Limitations of this work are mainly related to the private dataset used here.

In this work, we consider every 2d image separately, without including their relationship in the 3-dimensional space. This is due to the limited capacity of the reading center, where the manual labeling of the reference is only performed on five, non-consecutive slices per volume. This makes embedding them into a 3d context impossible consequently preventing the precise quantification of the lesion volume. Coarsely sampled OCT volumes can even miss certain lesion instances entirely61. Also, related work shows possible improvements in segmentation performance when adding 3d context, which we can not reproduce based on the dataset used in this work62.

Furthermore, our data is obtained from devices of a single vendor only. Related work has shown strong dependencies of segmentation performance across image data from different vendors56,57,58,62. In future work, we will consider image data from different vendors to compare the cross-device generalizability capabilities of ViTs to CNN-based methods.

Conclusion

Regarding the key contributions of this work, we conclude the following. C.1—In adapting Swin-UNETR to the domain of automatic retinal OCT lesion segmentation, this work contributed to a recent research strand that focuses on the use of ViTs for the automated segmentation of retinal lesions in OCT images. In particular, in our study, we used a hybrid Transformer-CNN that, unlike the pure transformer used in recent contributions25,26, is less training data demanding and thus does not require pretraining. In this work, the adaptation of the Swin-UNETR is limited to experimenting with different feature sizes. We demonstrated that increasing feature size does not yield any performance increase. As the next steps, we suggest investigating the effect of the model depth, patch resolution, or the number of attention heads. C.2—Even though we were not able to demonstrate the superiority of ViTs over CNN-based approaches in terms of absolute performance, the demonstrated advantages in computational efficiency motivate future work to investigate changes in the model’s architecture for further performance improvements. C.3—As far as analyzing the effect of lesion size on the segmentation performance, we can confirm the overall findings of related work of increasing performance with the lesion size. Comparing the segmentation performance of ViTs with CNN-based approaches we found that Swin-UNETR shows room for improvement particularly with larger lesions.

In the clinical context of retinal lesion segmentation of OCT images, this work is a valuable contribution for improving current DL-based segmentation algorithms. Possible applications include the support of practitioners with segmentation suggestions made by the algorithm and the use of the segmentation results as a source of input for subsequent prediction questions like the treatment intensity. At this point, a full replacement of the practitioner in identifying the lesions is not recommendable until a further reduction of the segmentation error is reached. Considering the shown imbalance between positive and negative prediction errors, it is up to the specific field of application or to the individual practitioner even, to decide.

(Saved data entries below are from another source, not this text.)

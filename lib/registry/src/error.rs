//! Error types for the registry crate.
//!
//! Errors are designed for layered context using rootcause:
//! - `Connectivity`: the pool or the database connection failed
//! - `Query`: the statement reached the database and failed there
//! - `InvariantViolation`: a row that must exist after a write is absent

use std::fmt;

/// Errors from registry operations.
#[derive(Debug, Clone, PartialEq, Eq)]
pub enum RegistryError {
    /// Could not reach the database. Fatal to the in-flight operation.
    Connectivity {
        /// Operation that was running.
        operation: &'static str,
        /// Error details.
        details: String,
    },
    /// The database rejected the statement.
    Query {
        /// Operation that was running.
        operation: &'static str,
        /// Error details, as reported by the driver.
        details: String,
    },
    /// A row expected to exist after creation is missing.
    InvariantViolation {
        /// What was missing.
        details: String,
    },
}

impl RegistryError {
    /// Classifies a driver error raised while running `operation`.
    #[must_use]
    pub fn from_sqlx(operation: &'static str, error: &sqlx::Error) -> Self {
        let details = error.to_string();
        match error {
            sqlx::Error::Io(_)
            | sqlx::Error::Tls(_)
            | sqlx::Error::Protocol(_)
            | sqlx::Error::PoolTimedOut
            | sqlx::Error::PoolClosed
            | sqlx::Error::WorkerCrashed
            | sqlx::Error::Configuration(_) => Self::Connectivity { operation, details },
            _ => Self::Query { operation, details },
        }
    }

    /// Returns whether this is a connectivity failure.
    #[must_use]
    pub fn is_connectivity(&self) -> bool {
        matches!(self, Self::Connectivity { .. })
    }
}

impl fmt::Display for RegistryError {
    fn fmt(&self, f: &mut fmt::Formatter<'_>) -> fmt::Result {
        match self {
            Self::Connectivity { operation, details } => {
                write!(f, "registry unreachable during {operation}: {details}")
            }
            Self::Query { operation, details } => {
                write!(f, "registry query failed during {operation}: {details}")
            }
            Self::InvariantViolation { details } => {
                write!(f, "registry invariant violated: {details}")
            }
        }
    }
}

impl std::error::Error for RegistryError {}
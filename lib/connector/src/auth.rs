//! App-only access tokens for the connector service.

use crate::config::ConnectorConfig;
use async_trait::async_trait;
use notiteams_core::TransportError;
use oauth2::basic::BasicClient;
use oauth2::{AuthType, ClientId, ClientSecret, Scope, TokenResponse, TokenUrl};
use std::fmt;
use std::time::Duration;
use tokio::sync::Mutex;
use tokio::time::Instant;
use tracing::debug;

/// Scope granting access to the Bot Connector service.
pub const BOT_FRAMEWORK_SCOPE: &str = "https://api.botframework.com/.default";

/// Tokens are refreshed this long before they expire.
const REFRESH_MARGIN: Duration = Duration::from_secs(60);

/// Lifetime assumed when the token response carries no `expires_in`.
const DEFAULT_LIFETIME: Duration = Duration::from_secs(3600);

/// A bearer token and the instant it stops being valid.
#[derive(Clone)]
pub struct AccessToken {
    secret: String,
    expires_at: Instant,
}

impl AccessToken {
    /// Creates a token valid for `lifetime` from now.
    #[must_use]
    pub fn new(secret: impl Into<String>, lifetime: Duration) -> Self {
        Self {
            secret: secret.into(),
            expires_at: Instant::now() + lifetime,
        }
    }

    #[must_use]
    pub fn secret(&self) -> &str {
        &self.secret
    }

    /// Whether the token is still usable without a refresh.
    #[must_use]
    pub fn is_fresh(&self) -> bool {
        Instant::now() + REFRESH_MARGIN < self.expires_at
    }
}

impl fmt::Debug for AccessToken {
    fn fmt(&self, f: &mut fmt::Formatter<'_>) -> fmt::Result {
        f.debug_struct("AccessToken")
            .field("secret", &"<redacted>")
            .field("expires_at", &self.expires_at)
            .finish()
    }
}

/// Supplies bearer tokens for connector requests.
#[async_trait]
pub trait TokenSource: Send + Sync {
    /// Returns a currently valid bearer token.
    async fn access_token(&self) -> Result<String, TransportError>;
}

/// Client-credentials token source with an in-memory cache.
///
/// Concurrent callers share one refresh: the cache lock is held while a new
/// token is fetched.
pub struct ClientCredentials {
    client_id: String,
    client_secret: String,
    token_url: TokenUrl,
    http: reqwest::Client,
    cached: Mutex<Option<AccessToken>>,
}

impl ClientCredentials {
    /// Creates a token source for the configured bot credentials.
    ///
    /// # Errors
    ///
    /// Returns [`TransportError::Authentication`] if the token endpoint URL
    /// is invalid or the HTTP client cannot be built.
    pub fn new(config: &ConnectorConfig) -> Result<Self, TransportError> {
        let token_url = TokenUrl::new(config.token_url()).map_err(|e| {
            TransportError::Authentication {
                details: format!("invalid token URL: {e}"),
            }
        })?;

        // The token endpoint must not be allowed to redirect credentials.
        let http = reqwest::Client::builder()
            .redirect(reqwest::redirect::Policy::none())
            .build()
            .map_err(|e| TransportError::Authentication {
                details: format!("HTTP client error: {e}"),
            })?;

        Ok(Self {
            client_id: config.app_id.clone(),
            client_secret: config.app_password.clone(),
            token_url,
            http,
            cached: Mutex::new(None),
        })
    }

    async fn fetch(&self) -> Result<AccessToken, TransportError> {
        let client = BasicClient::new(ClientId::new(self.client_id.clone()))
            .set_client_secret(ClientSecret::new(self.client_secret.clone()))
            .set_auth_type(AuthType::RequestBody)
            .set_token_uri(self.token_url.clone());

        let response = client
            .exchange_client_credentials()
            .add_scope(Scope::new(BOT_FRAMEWORK_SCOPE.to_string()))
            .request_async(&self.http)
            .await
            .map_err(|e| TransportError::Authentication {
                details: format!("token request failed: {e}"),
            })?;

        let lifetime = response.expires_in().unwrap_or(DEFAULT_LIFETIME);
        debug!(expires_in_seconds = lifetime.as_secs(), "obtained connector access token");
        Ok(AccessToken::new(
            response.access_token().secret().clone(),
            lifetime,
        ))
    }
}

#[async_trait]
impl TokenSource for ClientCredentials {
    async fn access_token(&self) -> Result<String, TransportError> {
        let mut cached = self.cached.lock().await;
        if let Some(token) = cached.as_ref().filter(|t| t.is_fresh()) {
            return Ok(token.secret().to_string());
        }

        let token = self.fetch().await?;
        let secret = token.secret().to_string();
        *cached = Some(token);
        Ok(secret)
    }
}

For the decision-making support in the clinic, on the one hand, we argue that the here observed imbalance towards the specificity is generally not favorable. The system should be more balanced or even lean towards an over-segmentation to raise the practitioner’s attention towards a certain anomaly, that the human can then reject if false. The greatest danger is failing to detect early signs of nAMD resulting in a delayed initialization of the treatment, which can dramatically worsen the visual outcome. As input to subsequent prediction algorithms, on the other hand, we suggest identifying the balance between over- and under-segmentation that leads to the best overall Dice score. Finally, to foster the use of automated segmentation systems, it would be essential to assess whether an automated suggestion can speed up the diagnostic process and lead to more uniform results across the practitioners.